Visualisasi luaran 100 percobaan eksperimen jarum Buffon yang dihasilkan dari Daftar 7, ditunjukkan pada Gambar 5.

Kode
hasil_eksperimen
Gambar 5: Hasil pelemparan secara acak 100 jarum pada selembar kertas

Sebelumnya kita telah mengetahui berapa banyak jarum yang memotong garis dan yang tidak. Kita juga dapat mengetahui persentasenya juga. Kedua informasi ini dapat kita visualisasikan, seperti yang disajikan pada Gambar 6!

Kode
data_eksperimen |> 
  ggplot(aes(x = potong, fill = potong)) + 
  geom_bar() + 
  scale_fill_manual(
    values = c(
      "Memotong" = "#4269d0",
      "Tak memotong" = "#ff725c"
    )
  ) + 
  theme_minimal() + 
  theme(
    legend.position = "none",
    axis.title.x = element_blank()
  ) + 
  labs(
    y = "Frekuensi"
  )

data_eksperimen |> 
  mutate(
    potong = factor(potong, levels = c("Tak memotong", "Memotong"))
  ) |> 
  ggplot(aes(x = 1, fill = potong)) + 
  geom_bar(position = "fill") + 
  scale_y_continuous(
    labels = percent_format(),
    breaks = seq(from = 0, to = 1, by = .1)
  ) + 
  scale_fill_manual(
    values = c(
      "Tak memotong" = "#ff725c",
      "Memotong" = "#4269d0"
    ),
    name = "Hasil percobaan",
    breaks = c("Memotong", "Tak memotong")
  ) + 
  theme_minimal() + 
  theme(
    legend.position = "bottom",
    axis.title.x = element_blank(),
    axis.text.x = element_blank()
  ) + 
  labs(
    y = "Frekuensi relatif"
  )
(a) Frekuensi hasil setiap percobaan: Memotong dan Tak memotong
(b) Frekuensi relatif hasil setiap percobaan
Gambar 6: Hasil eksperimen jarum Buffon

Berdasarkan Gambar 6 (b), kita dapat mengetahui bahwa peluang empiris jarumnya memotong garis adalah 60% atau 0,6. Bagaimana dengan peluang empirisnya pada percobaan pertama, kedua, ketiga, dan seterusnya sampai ke-100? Untuk itu, kita hitung terlebih dahulu peluang empirisnya untuk setiap percobaannya dengan menggunakan kode pada Daftar 8.

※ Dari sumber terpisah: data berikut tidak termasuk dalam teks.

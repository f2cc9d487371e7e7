//! Sync engine
//!
//! CRUD, batch, and reconciliation operations over one scope. This is the
//! algorithmic core: everything above it (the coordinator, advisors,
//! presentation) only consumes its output.
//!
//! Concurrency discipline:
//! - `get_all` fans out per-key fetches with settle-all semantics; a single
//!   failing or malformed entry is dropped, never aborting the call
//! - batch mutations run strictly sequentially so progress reporting and
//!   stop-on-error counts stay deterministic
//! - `replace_all` runs its three batches concurrently relative to one
//!   another, each internally sequential
//!
//! There is no locking: the remote store is the sole source of truth and its
//! last accepted write wins.

use std::collections::HashSet;
use std::sync::Arc;
use std::time::Duration;

use chrono::{Local, NaiveDate, TimeZone};
use futures_util::future::join_all;
use tracing::{debug, warn};

use crate::codec;
use crate::error::{SyncError, SyncResult};
use crate::models::{
    BatchOptions, BatchResult, LoadOptions, Record, RecordPatch, RecordStatus, Scope,
};
use crate::store::{ObjectStore, ScopeClient};

/// Predicate over records, used by [`SyncEngine::count`]
pub type RecordPredicate = dyn Fn(&Record) -> bool + Send + Sync;

/// Synchronization operations over one scope
#[derive(Clone)]
pub struct SyncEngine {
    client: ScopeClient,
}

impl SyncEngine {
    /// Create an engine for one scope of the given store
    pub fn new(store: Arc<dyn ObjectStore>, scope: Scope) -> Self {
        Self {
            client: ScopeClient::new(store, scope),
        }
    }

    /// The scope this engine operates on
    pub fn scope(&self) -> &Scope {
        self.client.scope()
    }

    /// Store a record at its id, creating or overwriting
    ///
    /// Idempotent by design: no existence check is made.
    pub async fn add(&self, record: &Record) -> SyncResult<()> {
        self.client.store(&record.id, &codec::encode(record)).await?;
        Ok(())
    }

    /// Merge `patch` onto the current remote version of `id` and store it
    ///
    /// Reads force-fresh (max age zero) so the merge base is the latest
    /// accepted version. Fails with [`SyncError::NotFound`] when the record
    /// does not exist; no write happens in that case.
    ///
    /// Not serialized against concurrent updates to the same id: the remote
    /// store's last accepted write wins. This is an intentional limitation
    /// of the last-write-wins model, not something to paper over here.
    pub async fn update(&self, id: &str, patch: &RecordPatch) -> SyncResult<Record> {
        let value = self
            .client
            .get(id, Duration::ZERO)
            .await?
            .ok_or_else(|| SyncError::NotFound { id: id.to_string() })?;

        let mut record = codec::decode(id, &value)?;
        patch.apply(&mut record);
        self.client.store(id, &codec::encode(&record)).await?;
        Ok(record)
    }

    /// Hard-delete the record at `id`
    pub async fn remove(&self, id: &str) -> SyncResult<()> {
        self.client.remove(id).await?;
        Ok(())
    }

    /// Fetch one record
    ///
    /// Returns `None` when the record is absent or cannot be decoded; other
    /// store failures propagate.
    pub async fn get(&self, id: &str, max_age: Duration) -> SyncResult<Option<Record>> {
        let Some(value) = self.client.get(id, max_age).await? else {
            return Ok(None);
        };
        match codec::decode(id, &value) {
            Ok(record) => Ok(Some(record)),
            Err(e) => {
                debug!(scope = %self.scope(), id, "dropping invalid record: {}", e);
                Ok(None)
            }
        }
    }

    /// Fetch every record in the scope
    ///
    /// Per-key fetches run concurrently and settle independently; entries
    /// that fail to fetch or decode are dropped. Soft-deleted records are
    /// excluded unless `options.include_removed` is set.
    pub async fn get_all(&self, options: &LoadOptions) -> SyncResult<Vec<Record>> {
        let ids = self.client.list_ids(options.max_age).await?;
        let fetches = ids.iter().map(|id| self.client.get(id, options.max_age));
        let settled = join_all(fetches).await;

        let mut records = Vec::with_capacity(ids.len());
        for (id, outcome) in ids.iter().zip(settled) {
            match outcome {
                Ok(Some(value)) => match codec::decode(id, &value) {
                    Ok(record) => records.push(record),
                    Err(e) => {
                        debug!(scope = %self.scope(), id, "dropping invalid record: {}", e);
                    }
                },
                // Deleted between listing and fetch
                Ok(None) => {}
                Err(e) => {
                    warn!(scope = %self.scope(), id, "dropping unreadable record: {}", e);
                }
            }
        }

        if !options.include_removed {
            records.retain(|r| !r.removed);
        }
        Ok(records)
    }

    /// Fetch records whose date falls on `date` in the machine-local timezone
    ///
    /// Day equality is evaluated on the wall clock, not on normalized UTC.
    pub async fn get_by_date(&self, date: NaiveDate) -> SyncResult<Vec<Record>> {
        self.get_by_date_in(date, &Local).await
    }

    /// Fetch records whose date falls on `date` in the given timezone
    pub async fn get_by_date_in<Tz: TimeZone>(
        &self,
        date: NaiveDate,
        tz: &Tz,
    ) -> SyncResult<Vec<Record>> {
        let mut records = self.get_all(&LoadOptions::default()).await?;
        records.retain(|r| {
            r.date
                .map(|d| d.with_timezone(tz).date_naive() == date)
                .unwrap_or(false)
        });
        Ok(records)
    }

    /// Store each record in order, capturing per-item outcomes
    pub async fn batch_add(&self, records: &[Record], options: &BatchOptions) -> BatchResult {
        let total = records.len();
        let mut result = BatchResult::default();
        for (index, record) in records.iter().enumerate() {
            let failed = match self.add(record).await {
                Ok(()) => {
                    result.record_success();
                    false
                }
                Err(e) => {
                    warn!(scope = %self.scope(), id = %record.id, "batch add failed: {}", e);
                    result.record_failure(&record.id, e);
                    true
                }
            };
            if let Some(progress) = &options.on_progress {
                progress(index + 1, total);
            }
            if failed && options.stop_on_error {
                break;
            }
        }
        result
    }

    /// Apply each (id, patch) pair in order, capturing per-item outcomes
    pub async fn batch_update(
        &self,
        items: &[(String, RecordPatch)],
        options: &BatchOptions,
    ) -> BatchResult {
        let total = items.len();
        let mut result = BatchResult::default();
        for (index, (id, patch)) in items.iter().enumerate() {
            let failed = match self.update(id, patch).await {
                Ok(_) => {
                    result.record_success();
                    false
                }
                Err(e) => {
                    warn!(scope = %self.scope(), id = %id, "batch update failed: {}", e);
                    result.record_failure(id, e);
                    true
                }
            };
            if let Some(progress) = &options.on_progress {
                progress(index + 1, total);
            }
            if failed && options.stop_on_error {
                break;
            }
        }
        result
    }

    /// Hard-delete each id in order, capturing per-item outcomes
    pub async fn batch_remove(&self, ids: &[String], options: &BatchOptions) -> BatchResult {
        let total = ids.len();
        let mut result = BatchResult::default();
        for (index, id) in ids.iter().enumerate() {
            let failed = match self.remove(id).await {
                Ok(()) => {
                    result.record_success();
                    false
                }
                Err(e) => {
                    warn!(scope = %self.scope(), id = %id, "batch remove failed: {}", e);
                    result.record_failure(id, e);
                    true
                }
            };
            if let Some(progress) = &options.on_progress {
                progress(index + 1, total);
            }
            if failed && options.stop_on_error {
                break;
            }
        }
        result
    }

    /// Reconcile the scope to exactly `new_records`
    ///
    /// Snapshots existing records (soft-deleted ones included) and partitions
    /// `old ∪ new` exhaustively: ids only in `new_records` are added, ids in
    /// both are updated (even when unchanged), ids only in the snapshot are
    /// removed. The three batches run concurrently, each one internally
    /// sequential, and their results are merged.
    ///
    /// Not transactional: a failure in one batch leaves the scope in a mixed
    /// state that callers must reconcile manually.
    pub async fn replace_all(&self, new_records: &[Record]) -> SyncResult<BatchResult> {
        let existing = self
            .get_all(&LoadOptions::default().include_removed())
            .await?;

        let existing_ids: HashSet<&str> = existing.iter().map(|r| r.id.as_str()).collect();
        let new_ids: HashSet<&str> = new_records.iter().map(|r| r.id.as_str()).collect();

        let to_add: Vec<Record> = new_records
            .iter()
            .filter(|r| !existing_ids.contains(r.id.as_str()))
            .cloned()
            .collect();
        let to_update: Vec<(String, RecordPatch)> = new_records
            .iter()
            .filter(|r| existing_ids.contains(r.id.as_str()))
            .map(|r| (r.id.clone(), RecordPatch::from_record(r)))
            .collect();
        let to_remove: Vec<String> = existing
            .iter()
            .filter(|r| !new_ids.contains(r.id.as_str()))
            .map(|r| r.id.clone())
            .collect();

        debug!(
            scope = %self.scope(),
            adds = to_add.len(),
            updates = to_update.len(),
            removes = to_remove.len(),
            "reconciling scope"
        );

        let options = BatchOptions::default();
        let (added, updated, removed) = tokio::join!(
            self.batch_add(&to_add, &options),
            self.batch_update(&to_update, &options),
            self.batch_remove(&to_remove, &options),
        );

        Ok(added.merge(updated).merge(removed))
    }

    /// Remove every record dated `date` (local day); returns removed count
    pub async fn clear_by_date(&self, date: NaiveDate) -> SyncResult<usize> {
        let records = self.get_by_date(date).await?;
        self.remove_records(records).await
    }

    /// Remove completed records dated `date`; returns removed count
    pub async fn clear_completed_by_date(&self, date: NaiveDate) -> SyncResult<usize> {
        let mut records = self.get_by_date(date).await?;
        records.retain(|r| r.status == RecordStatus::Done);
        self.remove_records(records).await
    }

    /// Remove pending records dated `date`; returns removed count
    pub async fn clear_incomplete_by_date(&self, date: NaiveDate) -> SyncResult<usize> {
        let mut records = self.get_by_date(date).await?;
        records.retain(|r| r.status == RecordStatus::Pending);
        self.remove_records(records).await
    }

    /// Count records, optionally restricted to those matching `predicate`
    pub async fn count(&self, predicate: Option<&RecordPredicate>) -> SyncResult<usize> {
        let records = self.get_all(&LoadOptions::default()).await?;
        Ok(match predicate {
            Some(matches) => records.iter().filter(|r| matches(r)).count(),
            None => records.len(),
        })
    }

    async fn remove_records(&self, records: Vec<Record>) -> SyncResult<usize> {
        let ids: Vec<String> = records.into_iter().map(|r| r.id).collect();
        let result = self.batch_remove(&ids, &BatchOptions::default()).await;
        Ok(result.succeeded)
    }
}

Daftar 8: Menghitung peluang empiris untuk setiap percobaan
data_eksperimen <- data_eksperimen |> 
1  mutate(
    potong_numerik = if_else(
      potong == "Memotong", 1, 0
    ),
2    peluang_empiris = cumsum(potong_numerik) / percobaan
  )

glimpse(data_eksperimen)
1
Kita tambahkan variabel potong_numerik yang nilainya 1 jika variabel potong bernilai “Memotong”, dan nilainya 0 jika potong bernilai “Tak memotong”.
2
Kita hitung peluang empiris memperoleh jarum yang memotong garis.
Rows: 100
Columns: 14
$ x1              <dbl> 1.909627, 5.978395, 5.874198, 5.987036, 7.887323, 6.12…
$ y1              <dbl> 1.283654, 5.520609, 3.242062, 2.633571, 2.069911, 3.60…
$ theta           <dbl> 4.1516438, 3.3197799, 1.9948725, 4.8245782, 3.3068938,…
$ percobaan       <int> 1, 2, 3, 4, 5, 6, 7, 8, 9, 10, 11, 12, 13, 14, 15, 16,…
$ x2              <dbl> 1.3778099, 4.9942286, 5.4627189, 6.0989896, 6.9009542,…
$ y2              <dbl> 0.4367948, 5.3433631, 4.1534815, 1.6398571, 1.9053618,…
$ warna           <chr> "#efb118", "#ff725c", "#6cc5b0", "#3ca951", "#ff8ab7",…
$ yt              <dbl> 0.8602243, 5.4319860, 3.6977718, 2.1367138, 1.9876365,…
$ theta_l         <dbl> 0.56074517, 1.39260910, 0.42407619, 0.11218922, 1.4054…
$ h               <dbl> 0.26590870, 0.49208331, 0.20573949, 0.05597701, 0.4931…
$ d_h             <dbl> 0.13977571, 0.43198600, 0.30222817, 0.13671384, 0.0123…
$ potong          <chr> "Memotong", "Memotong", "Tak memotong", "Tak memotong"…
$ potong_numerik  <dbl> 1, 1, 0, 0, 1, 0, 0, 1, 1, 1, 0, 0, 1, 0, 1, 1, 1, 0, …
$ peluang_empiris <dbl> 1.0000000, 1.0000000, 0.6666667, 0.5000000, 0.6000000,…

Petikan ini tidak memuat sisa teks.